Elegant

Elegant

By

Leonard Zwelling

In scientific terms, an elegant solution is one that is pleasingly ingenious and simple.

Elegant science is harder to find than one might imagine. I was a lab-based scientist for over twenty years and I may have done at most three elegant sets of experiments.

The first demonstrated that sulfur-based compounds could block the lethal effects of cisplatin in mammalian cells. This cemented the two-step, crosslinking mechanism of the drug’s cytotoxic action.

The second described in detail a phenomenon first observed by my friend Warren Ross that certain planar cancer drugs seemed to elicit a strange protein-associated DNA cleaving effect in mammalian cells. My observations locked in the enzymatic nature of this effect which was eventually proven to be due to the drug stabilization of a topoisomerase II-DNA complex by Leroy Liu.

Later, I was able to show that the effect was quite different than anything previously known to break DNA in that it did not stimulate a common cellular reaction to DNA cleavage.

All of these observations occurred in the Laboratory of Molecular Pharmacology at the National Cancer Institute under the guidance of my mentor, Kurt Kohn. I honestly do not believe that any of the many papers I published while at MD Anderson could be considered elegant. They were solid science, but I don’t think anything I did in my lab in Houston ever came close to what I had done in Bethesda. I was on a great team there, led by a very great thinker and an elegant one.

I bring up the subject of elegance because I believe that is what is so lacking in the current leadership—administrative and scientific—at MD Anderson. Surely the Nobel-caliber work of James Allison was elegant and other MD Anderson figures have done elegant work. What I am looking for is new elegance from the young faculty who are situated in their careers where I was when I was doing my best work in Bethesda. There is some like the work on the microbiome and its effects on cancer drug efficacy by Jennifer Wargo. I fear that brilliant scientists are getting harder to recruit and retain due to the morale problems at Anderson as indicated by the Workload Survey results.

Although, it is hard to characterize administrative work as elegant, it can be equally as transformational. I believe that the work that my office did from 1997-2002 installing the modern systems that supported research at MD Anderson changed how research was done. Many faculty were not happy with our systems, but the government was quite happy with us and they have the final say given that they write the checks and make the rules.

On the clinical research front, MD Anderson wrote the book on cutting-edge clinical trials, especially when Dr.
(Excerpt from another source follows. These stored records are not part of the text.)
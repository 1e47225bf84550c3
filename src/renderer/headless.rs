//! GPU-free render backend.
//!
//! [`HeadlessBackend`] implements [`RenderBackend`] by bookkeeping alone: it
//! hands out ids, remembers which geometries and materials are live, and
//! counts draws. `--headless` runs use it on machines without a GPU, and the
//! unit tests use it to check resource lifetimes.

use std::collections::HashMap;

use crate::renderer::{IdAllocator, RenderBackend};
use crate::scene::{BoxGeometry, GeometryId, Material, MaterialId, PerspectiveCamera, Scene};

/// Counters reported by [`HeadlessBackend::stats`].
#[derive(Debug, Clone, Copy, Default, PartialEq, Eq)]
pub struct BackendStats {
    pub geometries_created: usize,
    pub geometries_disposed: usize,
    pub live_geometries: usize,
    pub live_materials: usize,
    pub frames_rendered: usize,
    pub width: u32,
    pub height: u32,
}

/// Backend that records what a GPU backend would have done.
#[derive(Debug)]
pub struct HeadlessBackend {
    ids: IdAllocator,
    geometries: HashMap<GeometryId, BoxGeometry>,
    materials: HashMap<MaterialId, Material>,
    stats: BackendStats,
    disposed: bool,
}

impl HeadlessBackend {
    pub fn new(width: u32, height: u32) -> Self {
        Self {
            ids: IdAllocator::default(),
            geometries: HashMap::new(),
            materials: HashMap::new(),
            stats: BackendStats {
                width,
                height,
                ..BackendStats::default()
            },
            disposed: false,
        }
    }

    pub fn stats(&self) -> BackendStats {
        BackendStats {
            live_geometries: self.geometries.len(),
            live_materials: self.materials.len(),
            ..self.stats
        }
    }

    pub fn is_geometry_live(&self, id: GeometryId) -> bool {
        self.geometries.contains_key(&id)
    }

    fn insert_geometry(&mut self, geometry: &BoxGeometry) -> GeometryId {
        let id = self.ids.geometry();
        self.geometries.insert(id, *geometry);
        self.stats.geometries_created += 1;
        id
    }
}

impl RenderBackend for HeadlessBackend {
    fn create_box_geometry(&mut self, geometry: &BoxGeometry) -> GeometryId {
        self.insert_geometry(geometry)
    }

    fn create_edges_geometry(&mut self, geometry: &BoxGeometry) -> GeometryId {
        self.insert_geometry(geometry)
    }

    fn create_material(&mut self, material: &Material) -> MaterialId {
        let id = self.ids.material();
        self.materials.insert(id, *material);
        id
    }

    fn dispose_geometry(&mut self, id: GeometryId) {
        if self.geometries.remove(&id).is_some() {
            self.stats.geometries_disposed += 1;
        }
    }

    fn dispose_material(&mut self, id: MaterialId) {
        self.materials.remove(&id);
    }

    fn resize(&mut self, width: u32, height: u32) {
        if width > 0 && height > 0 {
            self.stats.width = width;
            self.stats.height = height;
        }
    }

    fn render(&mut self, _scene: &Scene, _camera: &PerspectiveCamera) {
        if self.disposed {
            return;
        }
        self.stats.frames_rendered += 1;
    }

    fn dispose(&mut self) {
        self.disposed = true;
    }

    fn is_disposed(&self) -> bool {
        self.disposed
    }
}
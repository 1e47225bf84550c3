//! Application shell for the skyline overlay.
//!
//! This module hosts the animator in a window and drives it from the `winit`
//! event loop.
//!
//! # Module Structure
//!
//! - [`app_state`]: Contains the [`AppState`] struct which owns the window,
//!   the animator and the frame clock
//! - [`event_handler`]: Contains the [`App`] struct and event handling logic
//! - [`headless`]: Runs the animation without a window for smoke checks
//!
//! # Event Flow
//!
//! 1. **Resume**: the overlay window and the graphics context are created
//! 2. **Redraw**: the animator advances to the clock reading and renders,
//!    then asks for the next redraw
//! 3. **Shutdown**: closing the window or Ctrl+C tears the animator down and
//!    leaves the event loop
//!
//! # Threading Model
//!
//! Everything runs on the event loop thread. The Ctrl+C handler only flips an
//! atomic flag that the loop checks between events.

pub mod app_state;
pub mod event_handler;
pub mod headless;

pub use app_state::AppState;
pub use event_handler::App;

use std::time::{Duration, Instant};

/// Monotonic clock the animation is timed against.
#[derive(Debug, Clone, Copy)]
pub struct FrameClock {
    start: Instant,
}

impl FrameClock {
    pub fn start() -> Self {
        Self {
            start: Instant::now(),
        }
    }

    /// Time since the clock started.
    pub fn now(&self) -> Duration {
        self.start.elapsed()
    }
}

#[cfg(test)]
mod tests {
    use super::*;

    #[test]
    fn test_frame_clock_is_monotonic() {
        let clock = FrameClock::start();
        let first = clock.now();
        let second = clock.now();
        assert!(second >= first);
    }
}
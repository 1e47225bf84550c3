//! Which kind of page the overlay accompanies.

/// Landing pages play the build-up animation; every other page shows the
/// finished skyline straight away.
#[derive(Debug, Clone, Copy, PartialEq, Eq)]
pub enum PageKind {
    Landing,
    Other,
}

const LANDING_PATHS: [&str; 3] = ["/", "/home", "/home/index"];

impl PageKind {
    /// Classifies a request path. Matching is exact and ignores ASCII case.
    pub fn from_path(path: &str) -> Self {
        if LANDING_PATHS
            .iter()
            .any(|landing| landing.eq_ignore_ascii_case(path))
        {
            PageKind::Landing
        } else {
            PageKind::Other
        }
    }

    pub fn is_landing(self) -> bool {
        self == PageKind::Landing
    }
}

#[cfg(test)]
mod tests {
    use super::*;

    #[test]
    fn test_landing_paths() {
        for path in ["/", "/home", "/HOME", "/Home/Index", "/home/index"] {
            assert_eq!(PageKind::from_path(path), PageKind::Landing, "{path}");
        }
    }

    #[test]
    fn test_other_paths() {
        for path in ["", "/about", "/home/", "/home/index/", "/homes", "home"] {
            assert_eq!(PageKind::from_path(path), PageKind::Other, "{path}");
        }
    }
}
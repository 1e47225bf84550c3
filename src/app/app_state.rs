//! State that exists once the overlay window is up.

use std::sync::Arc;

use winit::window::Window;

use crate::animator::{FrameRequest, SkylineAnimator};
use crate::app::FrameClock;
use crate::config::SkylineConfig;
use crate::error::SkylineError;
use crate::page::PageKind;
use crate::renderer::wgpu_backend::WgpuBackend;

/// The animator, the window it draws into, and the clock that times it.
///
/// Fields drop in declaration order, so the surface inside the animator goes
/// before the window it was created from.
pub struct AppState {
    pub animator: SkylineAnimator<WgpuBackend>,
    pub window: Arc<Window>,
    pub clock: FrameClock,
}

impl AppState {
    /// Creates the surface and graphics context for `window` and builds the
    /// scene.
    ///
    /// # Errors
    /// [`SkylineError::RendererUnavailable`] if neither a hardware nor a
    /// software adapter can drive the surface, or the underlying surface and
    /// device errors.
    pub async fn new(
        instance: &wgpu::Instance,
        window: Arc<Window>,
        page: PageKind,
        config: SkylineConfig,
    ) -> Result<Self, SkylineError> {
        let size = window.inner_size();
        let surface = instance.create_surface(Arc::clone(&window))?;
        let backend = WgpuBackend::new(
            instance,
            surface,
            size.width,
            size.height,
            config.overlay_opacity,
        )
        .await?;

        let clock = FrameClock::start();
        let animator =
            SkylineAnimator::new(page, config, backend, (size.width, size.height), clock.now());

        Ok(Self {
            animator,
            window,
            clock,
        })
    }

    /// Renders one frame and asks for the next while the animator runs.
    pub fn redraw(&mut self) -> FrameRequest {
        let request = self.animator.frame(self.clock.now());
        if request == FrameRequest::Continue {
            self.window.request_redraw();
        }
        request
    }

    pub fn resize(&mut self, width: u32, height: u32) {
        self.animator.resize(width, height);
    }

    pub fn shutdown(&mut self) {
        self.animator.destroy();
    }
}
use std::ops::{Add, Mul, Sub};

/*
Memory layout notes for GPU uploads:
   1. Standard layout (like C structs).
   2. Three packed f32 values, no padding.
   3. Can be safely cast to [f32; 3] or bytes.
*/

#[repr(transparent)]
#[derive(Copy, Clone, Debug, Default, PartialEq, bytemuck::Pod, bytemuck::Zeroable)]
pub struct Vec3([f32; 3]);

impl Vec3 {
    pub const ZERO: Vec3 = Vec3([0.0, 0.0, 0.0]);
    pub const ONE: Vec3 = Vec3([1.0, 1.0, 1.0]);
    pub const Y: Vec3 = Vec3([0.0, 1.0, 0.0]);

    pub const fn new(x: f32, y: f32, z: f32) -> Self {
        Vec3([x, y, z])
    }

    pub fn dot(&self, other: &Self) -> f32 {
        self.x() * other.x() + self.y() * other.y() + self.z() * other.z()
    }

    pub fn cross(&self, other: &Self) -> Self {
        Vec3([
            self.y() * other.z() - self.z() * other.y(),
            self.z() * other.x() - self.x() * other.z(),
            self.x() * other.y() - self.y() * other.x(),
        ])
    }

    pub fn length(&self) -> f32 {
        self.dot(self).sqrt()
    }

    /// Unit vector in the same direction, or zero for a zero-length input.
    pub fn normalize(&self) -> Self {
        let length = self.length();
        if length <= f32::EPSILON {
            return Vec3::ZERO;
        }
        *self * (1.0 / length)
    }

    pub fn x(&self) -> f32 {
        self.0[0]
    }
    pub fn y(&self) -> f32 {
        self.0[1]
    }
    pub fn z(&self) -> f32 {
        self.0[2]
    }

    pub fn set_y(&mut self, y: f32) {
        self.0[1] = y;
    }
}

impl From<[f32; 3]> for Vec3 {
    fn from(values: [f32; 3]) -> Self {
        Vec3(values)
    }
}

impl From<Vec3> for [f32; 3] {
    fn from(vec: Vec3) -> Self {
        vec.0
    }
}

impl Add for Vec3 {
    type Output = Self;

    fn add(self, other: Self) -> Self {
        Self([
            self.x() + other.x(),
            self.y() + other.y(),
            self.z() + other.z(),
        ])
    }
}

impl Sub for Vec3 {
    type Output = Self;

    fn sub(self, other: Self) -> Self {
        Self([
            self.x() - other.x(),
            self.y() - other.y(),
            self.z() - other.z(),
        ])
    }
}

impl Mul<f32> for Vec3 {
    type Output = Self;

    fn mul(self, scalar: f32) -> Self {
        Self([self.x() * scalar, self.y() * scalar, self.z() * scalar])
    }
}

#[cfg(test)]
mod tests {
    use super::*;

    #[test]
    fn test_normalize_zero_vector_stays_zero() {
        assert_eq!(Vec3::ZERO.normalize(), Vec3::ZERO);
    }

    #[test]
    fn test_cross_of_axes() {
        let x = Vec3::new(1.0, 0.0, 0.0);
        let y = Vec3::new(0.0, 1.0, 0.0);
        assert_eq!(x.cross(&y), Vec3::new(0.0, 0.0, 1.0));
    }
}
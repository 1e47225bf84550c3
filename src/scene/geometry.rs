//! Box geometry description.
//!
//! A [`BoxGeometry`] is the CPU-side description of an axis-aligned box centred
//! on its local origin. Backends turn it into GPU buffers; the edge overlay is
//! derived from the same dimensions.

use crate::math::Vec3;

/// Dimensions of an axis-aligned box centred on the origin.
#[derive(Debug, Clone, Copy, PartialEq)]
pub struct BoxGeometry {
    pub width: f32,
    pub height: f32,
    pub depth: f32,
}

impl BoxGeometry {
    pub fn new(width: f32, height: f32, depth: f32) -> Self {
        Self {
            width,
            height,
            depth,
        }
    }

    /// Same footprint, different height.
    pub fn with_height(&self, height: f32) -> Self {
        Self { height, ..*self }
    }

    /// The eight corners, bottom face first, counter-clockwise seen from above.
    pub fn corners(&self) -> [Vec3; 8] {
        let (hx, hy, hz) = (self.width / 2.0, self.height / 2.0, self.depth / 2.0);
        [
            Vec3::new(-hx, -hy, -hz),
            Vec3::new(hx, -hy, -hz),
            Vec3::new(hx, -hy, hz),
            Vec3::new(-hx, -hy, hz),
            Vec3::new(-hx, hy, -hz),
            Vec3::new(hx, hy, -hz),
            Vec3::new(hx, hy, hz),
            Vec3::new(-hx, hy, hz),
        ]
    }

    /// Corner index pairs for the twelve edges of the box.
    pub const EDGES: [(usize, usize); 12] = [
        (0, 1),
        (1, 2),
        (2, 3),
        (3, 0),
        (4, 5),
        (5, 6),
        (6, 7),
        (7, 4),
        (0, 4),
        (1, 5),
        (2, 6),
        (3, 7),
    ];
}

#[cfg(test)]
mod tests {
    use super::*;

    #[test]
    fn test_corners_span_dimensions() {
        let geometry = BoxGeometry::new(50.0, 10.0, 40.0);
        let corners = geometry.corners();
        let max_y = corners.iter().map(|c| c.y()).fold(f32::MIN, f32::max);
        let min_y = corners.iter().map(|c| c.y()).fold(f32::MAX, f32::min);
        assert_eq!(max_y - min_y, 10.0);
        assert_eq!(corners[6], Vec3::new(25.0, 5.0, 20.0));
    }

    #[test]
    fn test_with_height_keeps_footprint() {
        let geometry = BoxGeometry::new(45.0, 1.0, 45.0).with_height(300.0);
        assert_eq!(geometry, BoxGeometry::new(45.0, 300.0, 45.0));
    }
}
Freireich led Developmental Therapeutics. Most of the department leaders in Cancer Medicine under Drs. Krakoff and Hong were Freireich disciples. Imagination, daring, and elegance characterized the recurrent discoveries of new treatments for human cancers.

Without being too nepotisitic, the work of Drs. Fidler, Jaffe, and Kleinerman that brought liposomal muramyl-tripeptide to the clinic to treat lung metastases from osteosarcoma was elegant even as it took years to make it to the clinic. The US FDA still has not approved the drug despite it being approved and used all over the world-even in Kazakhstan.

It is the pleasure of the elegant solution that so stimulates the mind in science. The simple, elegant solution also tickles the psyche when it is applied to political or administrative work. The inability of the leadership of MD Anderson to recruit the faculty into its solutions to the problems it faces simply because it chooses to ignore the tenets of shared governance is a woeful excuse for clumsiness in lieu of elegance.

MD Anderson could use some more of that lost elegance.